**What the task asks**. Please give the listing again in its entirety, exactly as written.

════════════════════

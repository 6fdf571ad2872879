//! Locations and batches
//!
//! A location is a human-readable place name, optionally tagged "major".
//! Identity is the exact name: the major flag only steers strategic batching
//! and is never persisted in checkpoints or result artifacts.

mod files;
mod partition;

pub use files::{load_locations, save_all_locations, save_batches, ALL_LOCATIONS_FILE};
pub use partition::{partition, partition_sequential, partition_strategic};

use serde::{Deserialize, Serialize};
use std::fmt;
use std::hash::{Hash, Hasher};

/// Marker that tags a location as major in location list files
pub const MAJOR_MARKER: char = '*';

/// A place to search in
#[derive(Debug, Clone, Eq, Serialize, Deserialize)]
#[serde(from = "String", into = "String")]
pub struct Location {
    name: String,
    major: bool,
}

impl Location {
    /// Creates a regular (non-major) location
    pub fn new(name: impl Into<String>) -> Self {
        Self {
            name: name.into(),
            major: false,
        }
    }

    /// Creates a location tagged as major
    pub fn major(name: impl Into<String>) -> Self {
        Self {
            name: name.into(),
            major: true,
        }
    }

    /// Parses a line from a location list file
    ///
    /// A `*` anywhere in the line marks the location as major; every marker is
    /// stripped and surrounding whitespace trimmed. Returns `None` for lines
    /// that are blank once markers are removed.
    pub fn parse_marked(line: &str) -> Option<Self> {
        let major = line.contains(MAJOR_MARKER);
        let name = line.replace(MAJOR_MARKER, "");
        let name = name.trim();
        if name.is_empty() {
            return None;
        }
        Some(Self {
            name: name.to_string(),
            major,
        })
    }

    pub fn name(&self) -> &str {
        &self.name
    }

    pub fn is_major(&self) -> bool {
        self.major
    }

    /// File-name fragment: lower-cased, spaces as `_`, path separators as `-`
    pub fn slug(&self) -> String {
        self.name
            .to_lowercase()
            .chars()
            .map(|c| match c {
                ' ' => '_',
                '/' | '\\' => '-',
                other => other,
            })
            .collect()
    }
}

impl PartialEq for Location {
    fn eq(&self, other: &Self) -> bool {
        self.name == other.name
    }
}

impl Hash for Location {
    fn hash<H: Hasher>(&self, state: &mut H) {
        self.name.hash(state);
    }
}

impl From<String> for Location {
    fn from(name: String) -> Self {
        Self::new(name)
    }
}

impl From<&str> for Location {
    fn from(name: &str) -> Self {
        Self::new(name)
    }
}

impl From<Location> for String {
    fn from(location: Location) -> Self {
        location.name
    }
}

impl fmt::Display for Location {
    fn fmt(&self, f: &mut fmt::Formatter<'_>) -> fmt::Result {
        f.write_str(&self.name)
    }
}

/// An ordered group of locations meant to be scraped in one session
#[derive(Debug, Clone, PartialEq, Eq)]
pub struct Batch {
    locations: Vec<Location>,
}

impl Batch {
    pub(crate) fn new(locations: Vec<Location>) -> Self {
        Self { locations }
    }

    pub fn locations(&self) -> &[Location] {
        &self.locations
    }

    pub fn len(&self) -> usize {
        self.locations.len()
    }

    pub fn is_empty(&self) -> bool {
        self.locations.is_empty()
    }

    pub fn names(&self) -> Vec<&str> {
        self.locations.iter().map(Location::name).collect()
    }

    pub fn major_count(&self) -> usize {
        self.locations.iter().filter(|l| l.is_major()).count()
    }
}

impl<'a> IntoIterator for &'a Batch {
    type Item = &'a Location;
    type IntoIter = std::slice::Iter<'a, Location>;

    fn into_iter(self) -> Self::IntoIter {
        self.locations.iter()
    }
}

#[cfg(test)]
mod tests {
    use super::*;

    #[test]
    fn test_parse_marked() {
        let york = Location::parse_marked("  York ").unwrap();
        assert_eq!(york.name(), "York");
        assert!(!york.is_major());

        let london = Location::parse_marked("London*").unwrap();
        assert_eq!(london.name(), "London");
        assert!(london.is_major());

        let leeds = Location::parse_marked("* Leeds").unwrap();
        assert_eq!(leeds.name(), "Leeds");
        assert!(leeds.is_major());

        assert!(Location::parse_marked("   ").is_none());
        assert!(Location::parse_marked("*").is_none());
    }

    #[test]
    fn test_identity_ignores_major_flag() {
        assert_eq!(Location::major("Bath"), Location::new("Bath"));
        assert_ne!(Location::new("Bath"), Location::new("bath"));
    }

    #[test]
    fn test_slug() {
        assert_eq!(Location::new("Milton Keynes").slug(), "milton_keynes");
        assert_eq!(Location::new("Brighton & Hove").slug(), "brighton_&_hove");
        assert_eq!(Location::new("A/B").slug(), "a-b");
    }

    #[test]
    fn test_serializes_as_plain_name() {
        let json = serde_json::to_string(&Location::major("Stoke on Trent")).unwrap();
        assert_eq!(json, "\"Stoke on Trent\"");

        let parsed: Location = serde_json::from_str("\"Wells\"").unwrap();
        assert_eq!(parsed.name(), "Wells");
        assert!(!parsed.is_major());
    }
}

════════════════════

**Response to this exercise**.
repository 6fdf571ad2872879
//! Locations and batches
//!
//! A location is a human-readable place name, optionally tagged "major".
//! Identity is the exact name: the major flag only steers strategic batching
//! and is never persisted in checkpoints or result artifacts.

mod files;
mod partition;

pub use files::{load_locations, save_all_locations, save_batches, ALL_LOCATIONS_FILE};
pub use partition::{partition, partition_sequential, partition_strategic};

use serde::{Deserialize, Serialize};
use std::fmt;
use std::hash::{Hash, Hasher};

/// Marker that tags a location as major in location list files
pub const MAJOR_MARKER: char = '*';

/// A place to search in
#[derive(Debug, Clone, Eq, Serialize, Deserialize)]
#[serde(from = "String", into = "String")]
pub struct Location {
    name: String,
    major: bool,
}

impl Location {
    /// Creates a regular (non-major) location
    pub fn new(name: impl Into<String>) -> Self {
        Self {
            name: name.into(),
            major: false,
        }
    }

    /// Creates a location tagged as major
    pub fn major(name: impl Into<String>) -> Self {
        Self {
            name: name.into(),
            major: true,
        }
    }

    /// Parses a line from a location list file
    ///
    /// A `*` anywhere in the line marks the location as major; every marker is
    /// stripped and surrounding whitespace trimmed. Returns `None` for lines
    /// that are blank once markers are removed.
    pub fn parse_marked(line: &str) -> Option<Self> {
        let major = line.contains(MAJOR_MARKER);
        let name = line.replace(MAJOR_MARKER, "");
        let name = name.trim();
        if name.is_empty() {
            return None;
        }
        Some(Self {
            name: name.to_string(),
            major,
        })
    }

    pub fn name(&self) -> &str {
        &self.name
    }

    pub fn is_major(&self) -> bool {
        self.major
    }

    /// File-name fragment: lower-cased, spaces as `_`, path separators as `-`
    pub fn slug(&self) -> String {
        self.name
            .to_lowercase()
            .chars()
            .map(|c| match c {
                ' ' => '_',
                '/' | '\\' => '-',
                other => other,
            })
            .collect()
    }
}

impl PartialEq for Location {
    fn eq(&self, other: &Self) -> bool {
        self.name == other.name
    }
}

impl Hash for Location {
    fn hash<H: Hasher>(&self, state: &mut H) {
        self.name.hash(state);
    }
}

impl From<String> for Location {
    fn from(name: String) -> Self {
        Self::new(name)
    }
}

impl From<&str> for Location {
    fn from(name: &str) -> Self {
        Self::new(name)
    }
}

impl From<Location> for String {
    fn from(location: Location) -> Self {
        location.name
    }
}

impl fmt::Display for Location {
    fn fmt(&self, f: &mut fmt::Formatter<'_>) -> fmt::Result {
        f.write_str(&self.name)
    }
}

/// An ordered group of locations meant to be scraped in one session
#[derive(Debug, Clone, PartialEq, Eq)]
pub struct Batch {
    locations: Vec<Location>,
}

impl Batch {
    pub(crate) fn new(locations: Vec<Location>) -> Self {
        Self { locations }
    }

    pub fn locations(&self) -> &[Location] {
        &self.locations
    }

    pub fn len(&self) -> usize {
        self.locations.len()
    }

    pub fn is_empty(&self) -> bool {
        self.locations.is_empty()
    }

    pub fn names(&self) -> Vec<&str> {
        self.locations.iter().map(Location::name).collect()
    }

    pub fn major_count(&self) -> usize {
        self.locations.iter().filter(|l| l.is_major()).count()
    }
}

impl<'a> IntoIterator for &'a Batch {
    type Item = &'a Location;
    type IntoIter = std::slice::Iter<'a, Location>;

    fn into_iter(self) -> Self::IntoIter {
        self.locations.iter()
    }
}

#[cfg(test)]
mod tests {
    use super::*;

    #[test]
    fn test_parse_marked() {
        let york = Location::parse_marked("  York ").unwrap();
        assert_eq!(york.name(), "York");
        assert!(!york.is_major());

        let london = Location::parse_marked("London*").unwrap();
        assert_eq!(london.name(), "London");
        assert!(london.is_major());

        let leeds = Location::parse_marked("* Leeds").unwrap();
        assert_eq!(leeds.name(), "Leeds");
        assert!(leeds.is_major());

        assert!(Location::parse_marked("   ").is_none());
        assert!(Location::parse_marked("*").is_none());
    }

    #[test]
    fn test_identity_ignores_major_flag() {
        assert_eq!(Location::major("Bath"), Location::new("Bath"));
        assert_ne!(Location::new("Bath"), Location::new("bath"));
    }

    #[test]
    fn test_slug() {
        assert_eq!(Location::new("Milton Keynes").slug(), "milton_keynes");
        assert_eq!(Location::new("Brighton & Hove").slug(), "brighton_&_hove");
        assert_eq!(Location::new("A/B").slug(), "a-b");
    }

    #[test]
    fn test_serializes_as_plain_name() {
        let json = serde_json::to_string(&Location::major("Stoke on Trent")).unwrap();
        assert_eq!(json, "\"Stoke on Trent\"");

        let parsed: Location = serde_json::from_str("\"Wells\"").unwrap();
        assert_eq!(parsed.name(), "Wells");
        assert!(!parsed.is_major());
    }
}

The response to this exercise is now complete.